A $1 million commitment to scaling a promising youth entrepreneurship program. $500,000 to fund mentoring for those recently released from prison. A $75,000 grant – one of 10 – awarded for scholarships to a summer science education institute.

These are the kinds of initiatives appealing to new philanthropists – those termed “high and ultra-high net worth donors.”

It’s easy enough to research the “what” of these donors – what they give to. But that’s after the fact. How can we figure out the “why” – and from that, understand how to position our nonprofits in this sphere?

A new study released in late November by The Philanthropy Workshop gives some clues.

Based on research of over 200 individuals in this category, the study not only breaks down the issues these philanthropists fund (not surprisingly, education and health are at the top - but peace and security, and human rights/social justice are also included); but also how they make their decisions. A few of the relevant conclusions:

· Donors tend to focus on just a few causes. So while overall giving was all over the map, each individual philanthropist had picked their causes. 45% funded locally, 48% internationally, and 20% reported no geographic preference.
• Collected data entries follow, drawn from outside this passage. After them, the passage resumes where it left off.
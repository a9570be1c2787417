//! Shell-glob matching for key scans.
//!
//! Supported syntax:
//! - `*` matches any run of characters, including none
//! - `?` matches exactly one character
//! - `[abc]`, `[a-z]` match one character from a class
//! - `[!abc]` / `[^abc]` match one character not in the class
//! - `\x` matches `x` literally
//!
//! Keys are matched as text. Keys that are not valid UTF-8 are decoded
//! lossily first, so matching never fails on binary keys.

/// A compiled glob pattern.
#[derive(Debug, Clone, PartialEq, Eq)]
pub struct GlobPattern {
    pattern: Vec<char>,
}

impl GlobPattern {
    pub fn new(pattern: &str) -> Self {
        Self {
            pattern: pattern.chars().collect(),
        }
    }

    /// True when the pattern accepts every key.
    pub fn matches_all(&self) -> bool {
        !self.pattern.is_empty() && self.pattern.iter().all(|&c| c == '*')
    }

    pub fn matches(&self, text: &str) -> bool {
        let text: Vec<char> = text.chars().collect();
        glob_match(&self.pattern, &text)
    }

    /// Matches a binary key against the pattern using lossy UTF-8 decoding.
    pub fn matches_key(&self, key: &[u8]) -> bool {
        self.matches_all() || self.matches(&String::from_utf8_lossy(key))
    }
}

/// Single pass with backtracking to the most recent `*` only, so the cost
/// is at most `pattern.len() * text.len()` whatever the number of stars.
fn glob_match(pattern: &[char], text: &[char]) -> bool {
    let mut p = 0;
    let mut t = 0;
    let mut star: Option<usize> = None;
    let mut resume = 0;

    while t < text.len() {
        if pattern.get(p) == Some(&'*') {
            star = Some(p);
            p += 1;
            resume = t;
            continue;
        }

        if let Some(width) = match_token(&pattern[p..], text[t]) {
            p += width;
            t += 1;
            continue;
        }

        match star {
            Some(s) => {
                p = s + 1;
                resume += 1;
                t = resume;
            }
            None => return false,
        }
    }

    pattern[p..].iter().all(|&c| c == '*')
}

/// Width of the one-character token at the start of `pattern` when it
/// accepts `c`. Never called on `*`.
fn match_token(pattern: &[char], c: char) -> Option<usize> {
    let (&first, rest) = pattern.split_first()?;
    match first {
        '?' => Some(1),
        '[' => match match_class(rest, c) {
            Some((true, consumed)) => Some(1 + consumed),
            Some((false, _)) => None,
            // Unterminated class: treat '[' literally
            None => (c == '[').then_some(1),
        },
        '\\' if !rest.is_empty() => (rest[0] == c).then_some(2),
        literal => (literal == c).then_some(1),
    }
}

/// Matches `c` against a class body (the part after `[`).
///
/// Returns whether it matched and how many pattern chars the class used,
/// including the closing `]`, or `None` when the class is unterminated.
fn match_class(class: &[char], c: char) -> Option<(bool, usize)> {
    let mut i = 0;
    let negate = matches!(class.first(), Some('!') | Some('^'));
    if negate {
        i += 1;
    }

    let mut matched = false;
    let mut first = true;
    while i < class.len() {
        let current = class[i];
        // A ']' right after the opening (or the negation) is a literal
        if current == ']' && !first {
            return Some((matched != negate, i + 1));
        }
        first = false;

        let current = if current == '\\' && i + 1 < class.len() {
            i += 1;
            class[i]
        } else {
            current
        };

        if i + 2 < class.len() && class[i + 1] == '-' && class[i + 2] != ']' {
            let (lo, hi) = (current, class[i + 2]);
            if (lo <= c && c <= hi) || (hi <= c && c <= lo) {
                matched = true;
            }
            i += 3;
        } else {
            if current == c {
                matched = true;
            }
            i += 1;
        }
    }
    None
}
· 60% of high net worth donors depended heavily on their social and professional networks to identify opportunities for giving. Respondents also tended to rely on relationship-based approaches when conducting due diligence on potential grantees.

· A whopping 88% of philanthropists reported volunteering, including board service. Proving the old adage, seeing is believing (and thus supporting).

· Interestingly enough, there seemed to be a lack of risk appetite for funding new organizations and lower interest in funding proven ideas. Most respondents gravitated towards a middle ground of not too risky but not too mature.

· Of those who provide general operating support, 84% invest in growing or mature organizations.

· While only 55% require grantees to submit reports and 9% use third party validation of results, 78% felt they held a clear understanding of the impact of their philanthropy on social change.

The overall take-away for those of us in the field? What we’ve always known – that fundraising starts with relationship-building, continues with first-hand exposure to the impact, and that funders are most interested in initiatives that clearly need their support to get to the next level.

And that funding is about social values, not $. No matter how large the check.